The species and their hybrids are attractive small trees for gardens, typically with a slender conic crown when young, though widening with age. They are valued for their conspicuous scented flowers, produced in late summer and autumn when few or no other trees are in flower. Cultivation is restricted to areas with mild winters, cool summers and good rainfall; away from their native areas, this restricts them to the Atlantic coastal regions of Europe, the Pacific Northwest of North America, and New Zealand.

===Honey===
The nectar of two of the species provides an important sources of honey.

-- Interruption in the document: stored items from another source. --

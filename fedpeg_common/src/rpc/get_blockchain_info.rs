use serde::Deserialize;

use super::{RpcCall, RpcRequest};

#[derive(Debug)]
pub struct GetBlockchainInfoCall;

#[derive(Debug, Clone, Deserialize)]
pub struct BlockchainInfo {
    pub chain: String,
    pub blocks: u32,
    pub headers: u32,
}

impl BlockchainInfo {
    pub fn is_synced(&self) -> bool {
        self.blocks == self.headers
    }
}

impl RpcCall for GetBlockchainInfoCall {
    type Response = BlockchainInfo;

    fn get_request(self) -> RpcRequest {
        RpcRequest {
            method: "getblockchaininfo".to_owned(),
            params: serde_json::json!([]),
        }
    }
}
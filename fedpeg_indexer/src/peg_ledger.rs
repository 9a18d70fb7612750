use bitcoin::{Amount, SignedAmount};
use fedpeg_common::rpc::get_block::{Block, SidechainTx};
use fedpeg_types::verify;

use crate::{
    chain::{ParentChain, Sidechain},
    classify::{classify_input, classify_output, PegClass},
    db::{Db, DbTx},
    error::Error,
    models::{PassOutcome, PegEvent, PegInSource},
    run_guard::RunGuard,
};

/// Walks the sidechain and records peg-ins and peg-outs.
/// Every peg-in also seeds the federation UTXO set for the reserve audit.
pub struct PegLedger<S, P> {
    db: Db,
    sidechain: S,
    parent: P,
    policy_asset: elements::AssetId,
    start_height: u32,
    guard: RunGuard,
}

#[derive(Debug, Default, Clone, PartialEq, Eq)]
pub struct LedgerReport {
    /// Last processed sidechain height, `None` if the pass had nothing to do
    pub last_height: Option<u32>,
    pub blocks: u32,
    pub peg_ins: u32,
    pub peg_outs: u32,
    pub seeded_utxos: u32,
}

struct ResolvedPegIn {
    source: PegInSource,
    amount: Amount,
    address: String,
}

fn signed(amount: Amount) -> Result<SignedAmount, Error> {
    amount.to_signed().map_err(|_| Error::AmountOverflow(amount))
}

impl<S: Sidechain, P: ParentChain> PegLedger<S, P> {
    pub fn new(
        db: Db,
        sidechain: S,
        parent: P,
        policy_asset: elements::AssetId,
        start_height: u32,
    ) -> Self {
        PegLedger {
            db,
            sidechain,
            parent,
            policy_asset,
            start_height,
            guard: RunGuard::new(),
        }
    }

    pub fn is_running(&self) -> bool {
        self.guard.is_running()
    }

    pub async fn run(&self) -> Result<PassOutcome<LedgerReport>, Error> {
        let Some(_token) = self.guard.try_acquire() else {
            log::debug!("peg ledger pass is already running");
            return Ok(PassOutcome::AlreadyRunning);
        };

        let last_height = self.db.last_sidechain_block().await?;
        let tip = self.sidechain.chain_tip_height().await?;
        let first_height = last_height.map_or(self.start_height, |height| height + 1);

        let mut report = LedgerReport::default();
        for height in first_height..=tip {
            let events = self.block_events(height).await?;

            let mut tx = self.db.begin().await?;
            let res = store_block(&mut tx, height, &events).await;
            let seeded = tx.finish(res).await?;

            let peg_ins = events.iter().filter(|event| event.is_peg_in()).count() as u32;
            report.peg_ins += peg_ins;
            report.peg_outs += events.len() as u32 - peg_ins;
            report.seeded_utxos += seeded;
            report.blocks += 1;
            report.last_height = Some(height);
        }

        if report.blocks > 0 {
            log::info!(
                "peg ledger synced {} sidechain blocks up to {tip}: {} peg-ins, {} peg-outs",
                report.blocks,
                report.peg_ins,
                report.peg_outs,
            );
        }

        Ok(PassOutcome::Done(report))
    }

    async fn block_events(&self, height: u32) -> Result<Vec<PegEvent>, Error> {
        let hash = self.sidechain.block_hash(height).await?;
        let block = self.sidechain.block(hash).await?;
        let mut events = Vec::new();
        for tx in block.tx.iter() {
            self.tx_events(&block, tx, &mut events).await?;
        }
        log::debug!(
            "sidechain block {height} has {} txs, {} peg events",
            block.tx.len(),
            events.len()
        );
        Ok(events)
    }

    async fn tx_events(
        &self,
        block: &Block<SidechainTx>,
        tx: &SidechainTx,
        events: &mut Vec<PegEvent>,
    ) -> Result<(), Error> {
        for (index, vin) in tx.vin.iter().enumerate() {
            let PegClass::PegIn {
                parent_txid,
                parent_vout,
            } = classify_input(vin)
            else {
                continue;
            };
            let peg_in = self.resolve_peg_in(parent_txid, parent_vout).await?;
            events.push(PegEvent {
                sidechain_height: block.height,
                sidechain_block_time: block.time,
                amount: signed(peg_in.amount)?,
                sidechain_txid: tx.txid,
                sidechain_index: index as u32,
                parent_address: peg_in.address,
                parent: Some(peg_in.source),
                is_final_tx: true,
            });
        }

        for vout in tx.vout.iter() {
            let (amount, destination, is_final_tx) =
                match classify_output(vout, &self.policy_asset) {
                    PegClass::ExplicitPegOut {
                        amount,
                        destination,
                    } => (amount, destination, true),
                    PegClass::InferredPegOut {
                        amount,
                        destination,
                    } => (amount, destination, false),
                    PegClass::PegIn { .. } | PegClass::Ordinary => continue,
                };
            events.push(PegEvent {
                sidechain_height: block.height,
                sidechain_block_time: block.time,
                amount: -signed(amount)?,
                sidechain_txid: tx.txid,
                sidechain_index: vout.n,
                parent_address: destination,
                parent: None,
                is_final_tx,
            });
        }

        Ok(())
    }

    async fn resolve_peg_in(
        &self,
        txid: bitcoin::Txid,
        vout: u32,
    ) -> Result<ResolvedPegIn, Error> {
        let tx = self.parent.raw_transaction(txid).await?;
        let blockhash = tx.blockhash.ok_or(Error::UnconfirmedPegIn(txid))?;
        let block = self.parent.block_info(blockhash).await?;

        let prevout = tx
            .vout
            .get(vout as usize)
            .ok_or(Error::MissingPrevout { txid, vout })?;
        verify!(prevout.n == vout, Error::MissingPrevout { txid, vout });

        Ok(ResolvedPegIn {
            source: PegInSource {
                txid,
                vout: prevout.n,
                block_height: block.height,
                block_time: block.time,
            },
            amount: prevout.value,
            address: prevout
                .script_pub_key
                .address()
                .unwrap_or_default()
                .to_owned(),
        })
    }
}

/// Returns the number of newly tracked federation UTXOs
async fn store_block(tx: &mut DbTx, height: u32, events: &[PegEvent]) -> Result<u32, Error> {
    let mut seeded = 0;
    for event in events {
        tx.insert_peg_event(event).await?;

        if let Some(utxo) = event.federation_utxo() {
            tx.add_federation_address(&utxo.address).await?;
            if tx.insert_federation_utxo(&utxo).await? {
                seeded += 1;
            } else {
                log::warn!("federation utxo {} is already tracked", utxo.outpoint());
            }
        }
    }

    if seeded > 0 {
        let watermark = tx.refresh_audit_watermark(None).await?;
        log::debug!("seeded {seeded} federation utxos, audit watermark: {watermark:?}");
    }

    tx.set_last_sidechain_block(height).await?;

    Ok(seeded)
}
//! Convenient re-exports for common action-replay usage.
//!
//! ```ignore
//! use action_replay::prelude::*;
//! ```

// Configuration
pub use crate::config::{LoggingConfig, RecordingLimits, ReplayConfig};

// Error handling
pub use crate::error::{ReplayError, Result, SinkError, SourceError};

// Events and logs
pub use crate::event::{Event, EventKind, Point, Timestamp};
pub use crate::log::{ActionLog, LogReader, LogSnapshot};

// Recording
pub use crate::buffer::{ActionBuffer, Recording, RecordingEnd};
pub use crate::source::{
    ChannelSource, EventSource, ScriptedSource, SourceHandle, SourceProvider, WanderSource,
};

// Playback
pub use crate::player::{Batch, Playback, PlaybackEnd, Player};
pub use crate::sink::{BatchSink, CollectingSink, FnSink, NullSink};

// Sessions
pub use crate::session::{
    ControlRequest, ExitReason, SessionController, SessionHooks, SessionMode,
};
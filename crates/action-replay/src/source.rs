//! Event sources.
//!
//! A source is the capture side of a recording: it is attached exactly once
//! per recording and turned into a stream of timestamped events. Concrete
//! capture (pointer devices, windowing callbacks) lives outside the engine;
//! this module provides the trait plus the sources the engine and its tests
//! need: a push-based [`ChannelSource`], a timed [`ScriptedSource`] and a
//! seeded random [`WanderSource`].

pub mod channel;
pub mod scripted;
pub mod wander;

use futures::stream::BoxStream;

use crate::error::SourceError;
use crate::event::Event;
use crate::util::CaptureClock;

pub use channel::{ChannelSource, SourceHandle};
pub use scripted::{ScriptStep, ScriptedSource};
pub use wander::WanderSource;

/// Stream produced by an attached source.
pub type EventStream = BoxStream<'static, Result<Event, SourceError>>;

/// A producer of interaction events.
pub trait EventSource: Send {
    /// Name used in logs and error reports.
    fn name(&self) -> &str;

    /// Attach to the source for one recording.
    ///
    /// `clock` is the recording's capture clock; sources that stamp live
    /// events must use it so every source in a recording shares one origin.
    fn attach(self: Box<Self>, clock: CaptureClock) -> EventStream;
}

/// Supplies a fresh set of sources for every recording.
pub trait SourceProvider: Send {
    /// Create the sources for a new recording.
    fn sources(&mut self) -> Vec<Box<dyn EventSource>>;
}

impl<F> SourceProvider for F
where
    F: FnMut() -> Vec<Box<dyn EventSource>> + Send,
{
    fn sources(&mut self) -> Vec<Box<dyn EventSource>> {
        self()
    }
}
//! Seeded random pointer walk.

use std::time::Duration;

use futures::StreamExt;
use futures::stream;
use rand::rngs::StdRng;
use rand::{Rng, SeedableRng};

use super::{EventSource, EventStream};
use crate::event::{Event, Point};
use crate::util::CaptureClock;

/// A source that wanders the pointer around a surface, clicking now and then.
#[derive(Debug, Clone)]
pub struct WanderSource {
    name: String,
    seed: u64,
    interval: Duration,
    count: usize,
    bounds: Point,
    step: f64,
    click_chance: f64,
}

impl WanderSource {
    /// Create a walk of `count` events, one every `interval`.
    #[must_use]
    pub fn new(name: impl Into<String>, seed: u64, interval: Duration, count: usize) -> Self {
        Self {
            name: name.into(),
            seed,
            interval,
            count,
            bounds: Point::new(800.0, 600.0),
            step: 12.0,
            click_chance: 0.05,
        }
    }

    /// Set the surface size the pointer stays within.
    ///
    /// Negative or NaN sizes are treated as zero.
    #[must_use]
    pub fn with_bounds(mut self, width: f64, height: f64) -> Self {
        self.bounds = Point::new(width.max(0.0), height.max(0.0));
        self
    }

    /// Set the maximum distance per step.
    #[must_use]
    pub const fn with_step(mut self, step: f64) -> Self {
        self.step = step;
        self
    }

    /// Set the probability that an event is a click, clamped to `0.0..=1.0`.
    ///
    /// NaN means never.
    #[must_use]
    pub fn with_click_chance(mut self, chance: f64) -> Self {
        self.click_chance = if chance.is_nan() {
            0.0
        } else {
            chance.clamp(0.0, 1.0)
        };
        self
    }
}

struct Walk {
    rng: StdRng,
    position: Point,
    remaining: usize,
}

impl EventSource for WanderSource {
    fn name(&self) -> &str {
        &self.name
    }

    fn attach(self: Box<Self>, clock: CaptureClock) -> EventStream {
        let walk = Walk {
            rng: StdRng::seed_from_u64(self.seed),
            position: Point::new(self.bounds.x / 2.0, self.bounds.y / 2.0),
            remaining: self.count,
        };
        let Self {
            interval,
            bounds,
            step,
            click_chance,
            ..
        } = *self;
        let click_chance = click_chance.clamp(0.0, 1.0);
        let step = step.abs().max(f64::EPSILON);

        stream::unfold(walk, move |mut walk| async move {
            if walk.remaining == 0 {
                return None;
            }
            walk.remaining -= 1;
            tokio::time::sleep(interval).await;

            let dx = walk.rng.random_range(-step..step);
            let dy = walk.rng.random_range(-step..step);
            walk.position = Point::new(
                (walk.position.x + dx).clamp(0.0, bounds.x),
                (walk.position.y + dy).clamp(0.0, bounds.y),
            );
            let Point { x, y } = walk.position;
            let event = if walk.rng.random_bool(click_chance) {
                Event::click(clock.now(), x, y)
            } else {
                Event::pointer_move(clock.now(), x, y)
            };
            Some((Ok(event), walk))
        })
        .boxed()
    }
}
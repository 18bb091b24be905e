//! Error types for action-replay.
//!
//! Engine-side errors (an invalid speed, a write to a frozen log) are
//! returned synchronously from the call that triggers them. Collaborator
//! failures (an event source erroring, a sink refusing a batch) are carried
//! back through [`ReplayError`] so the session controller can unwind the
//! active run.

use thiserror::Error;

/// The main error type for action-replay operations.
#[derive(Debug, Error)]
pub enum ReplayError {
    /// Playback speed was zero, negative, or not a finite number.
    #[error("invalid playback speed {speed}: speed must be a positive, finite number")]
    InvalidSpeed {
        /// The rejected speed.
        speed: f64,
    },

    /// An event source failed while a recording was live.
    #[error("event source '{source_name}' failed: {message}")]
    SourceDelivery {
        /// Name of the source that failed.
        source_name: String,
        /// Description reported by the source.
        message: String,
    },

    /// An append was attempted on a log whose recording has ended.
    #[error("action log is frozen; the recording that owned it has ended")]
    LogFrozen,

    /// The rendering collaborator rejected a batch.
    #[error("sink failed: {0}")]
    Sink(#[from] SinkError),

    /// The recording merge task panicked or was aborted.
    #[error("recording task failed: {message}")]
    RecordingTaskFailed {
        /// Description of the join failure.
        message: String,
    },

    /// Configuration error.
    #[error("configuration error: {message}")]
    Config {
        /// Description of the configuration error.
        message: String,
    },

    /// An I/O error occurred (reading a configuration file).
    #[error("I/O error: {0}")]
    Io(#[from] std::io::Error),

    /// A configuration file could not be parsed.
    #[error("invalid configuration file: {0}")]
    Toml(#[from] toml::de::Error),
}

/// Error raised by a [`BatchSink`](crate::sink::BatchSink) that cannot render a batch.
#[derive(Debug, Clone, Error, PartialEq, Eq)]
#[error("{message}")]
pub struct SinkError {
    /// Description of the failure.
    pub message: String,
}

impl SinkError {
    /// Create a sink error.
    pub fn new(message: impl Into<String>) -> Self {
        Self {
            message: message.into(),
        }
    }
}

/// Error yielded by an event source stream.
#[derive(Debug, Clone, Error, PartialEq, Eq)]
#[error("{message}")]
pub struct SourceError {
    /// Description of the failure.
    pub message: String,
}

impl SourceError {
    /// Create a source error.
    pub fn new(message: impl Into<String>) -> Self {
        Self {
            message: message.into(),
        }
    }
}

/// Result type alias for action-replay operations.
pub type Result<T> = std::result::Result<T, ReplayError>;

impl ReplayError {
    /// Create an invalid speed error.
    #[must_use]
    pub const fn invalid_speed(speed: f64) -> Self {
        Self::InvalidSpeed { speed }
    }

    /// Create a source delivery error.
    pub fn source_delivery(source_name: impl Into<String>, error: &SourceError) -> Self {
        Self::SourceDelivery {
            source_name: source_name.into(),
            message: error.message.clone(),
        }
    }

    /// Create a configuration error.
    pub fn config(message: impl Into<String>) -> Self {
        Self::Config {
            message: message.into(),
        }
    }

    /// Check if this is an invalid speed error.
    #[must_use]
    pub const fn is_invalid_speed(&self) -> bool {
        matches!(self, Self::InvalidSpeed { .. })
    }

    /// Check if this error came from an event source.
    #[must_use]
    pub const fn is_source_failure(&self) -> bool {
        matches!(self, Self::SourceDelivery { .. })
    }

    /// Check if this error came from the rendering sink.
    #[must_use]
    pub const fn is_sink_failure(&self) -> bool {
        matches!(self, Self::Sink(_))
    }
}

/// Validate a playback speed.
pub fn check_speed(speed: f64) -> Result<f64> {
    if speed.is_finite() && speed > 0.0 {
        Ok(speed)
    } else {
        Err(ReplayError::invalid_speed(speed))
    }
}
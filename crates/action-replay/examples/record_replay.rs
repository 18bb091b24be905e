//! Record and replay example.
//!
//! Records a short synthetic pointer walk, then replays it at four times the
//! recorded speed. Strokes are "drawn" as text.
//!
//! Run with: `cargo run --example record_replay`
//! Set `ACTION_REPLAY_LOG=debug` for engine traces.

use std::time::Duration;

use action_replay::config::env::EnvConfig;
use action_replay::config::file::load_layered;
use action_replay::prelude::*;
use action_replay::{CallbackHooks, LifecycleEvent, logging};
use tokio::sync::mpsc;

/// Draws pointer strokes as text, joining each move to the last position.
#[derive(Debug, Default)]
struct StrokeRenderer {
    last: Option<Point>,
    strokes: usize,
}

impl BatchSink for StrokeRenderer {
    fn deliver(&mut self, batch: &Batch) -> std::result::Result<(), SinkError> {
        for event in batch {
            let Some(point) = event.point() else {
                continue;
            };
            match &event.kind {
                EventKind::Click => {
                    println!("   [{:>5}ms] click at ({:.0}, {:.0})", event.time, point.x, point.y);
                }
                EventKind::Move => {
                    if let Some(from) = self.last {
                        self.strokes += 1;
                        println!(
                            "   [{:>5}ms] line ({:.0}, {:.0}) -> ({:.0}, {:.0})",
                            event.time, from.x, from.y, point.x, point.y
                        );
                    }
                    self.last = Some(point);
                }
                // Scroll payloads are offsets, not positions.
                _ => {}
            }
        }
        Ok(())
    }

    fn reset(&mut self) {
        if self.strokes > 0 {
            println!("   ({} strokes drawn)", self.strokes);
        }
        self.last = None;
        self.strokes = 0;
    }
}

fn walk() -> Vec<Box<dyn EventSource>> {
    vec![Box::new(
        WanderSource::new("wander", 7, Duration::from_millis(40), 25).with_click_chance(0.1),
    )]
}

async fn wait_for(lifecycle: &mut mpsc::UnboundedReceiver<LifecycleEvent>, wanted: &LifecycleEvent) {
    while let Some(event) = lifecycle.recv().await {
        if &event == wanted {
            return;
        }
    }
}

#[tokio::main(flavor = "current_thread")]
async fn main() -> Result<()> {
    let config = load_layered(None, &EnvConfig::default())?;
    logging::init(&config.logging)?;

    println!("action-replay Record and Replay Example");
    println!("=======================================\n");

    let (events_tx, mut lifecycle) = mpsc::unbounded_channel();
    let hooks = CallbackHooks::new(move |event: LifecycleEvent| {
        match &event {
            LifecycleEvent::SurfaceCleared => println!("   [surface cleared]"),
            LifecycleEvent::Entered(mode) => println!("   [{mode}: buttons show Stop]"),
            LifecycleEvent::Exited(mode, reason) => {
                println!("   [{mode} ended: {reason:?}; buttons restored]");
            }
        }
        let _ = events_tx.send(event);
    });

    let mut controller =
        SessionController::new(&config, walk, hooks, StrokeRenderer::default())?;
    let (requests, rx) = mpsc::channel(8);
    let session = tokio::spawn(async move {
        controller.run(rx).await;
        controller
    });

    println!("1. Recording...");
    let _ = requests.send(ControlRequest::Record).await;
    wait_for(
        &mut lifecycle,
        &LifecycleEvent::Exited(
            SessionMode::Recording,
            ExitReason::Ended(RecordingEnd::SourcesExhausted),
        ),
    )
    .await;

    println!("\n2. Replaying at 4x...");
    let _ = requests.send(ControlRequest::SpeedChanged(4.0)).await;
    let _ = requests.send(ControlRequest::Play).await;
    wait_for(
        &mut lifecycle,
        &LifecycleEvent::Exited(SessionMode::Playing, ExitReason::Completed),
    )
    .await;

    drop(requests);
    let controller = session
        .await
        .map_err(|e| ReplayError::RecordingTaskFailed {
            message: e.to_string(),
        })?;

    let recorded = controller.last_recording().map_or(0, ActionLog::len);
    println!("\nRecorded {recorded} events; session is {}.", controller.mode());
    Ok(())
}

#[cfg(test)]
mod tests {
    use super::*;

    #[test]
    fn only_moves_update_the_stroke_start() {
        let mut renderer = StrokeRenderer::default();
        let batch = Batch::new(
            vec![
                Event::pointer_move(0, 10.0, 10.0),
                Event::scroll(5, 0.0, -120.0),
                Event::click(8, 40.0, 40.0),
            ],
            8.0,
            0,
        );
        renderer.deliver(&batch).unwrap();
        assert_eq!(renderer.last, Some(Point::new(10.0, 10.0)));

        let batch = Batch::new(vec![Event::pointer_move(12, 20.0, 10.0)], 12.0, 3);
        renderer.deliver(&batch).unwrap();
        assert_eq!(renderer.strokes, 1);
        assert_eq!(renderer.last, Some(Point::new(20.0, 10.0)));
    }
}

Eucryphia lucida from Tasmania is the main source of a very distinctively flavoured honey known as leatherwood (the common name for the species). Some of this honey may come from the other Tasmanian species, E. milliganii. In Chile, ulmo honey (again after the local species name) comes from E. cordifolia. Leatherwood honey and ulmo honey are very similar in flavour, even though the two species have probably been separated for more than 45 million years.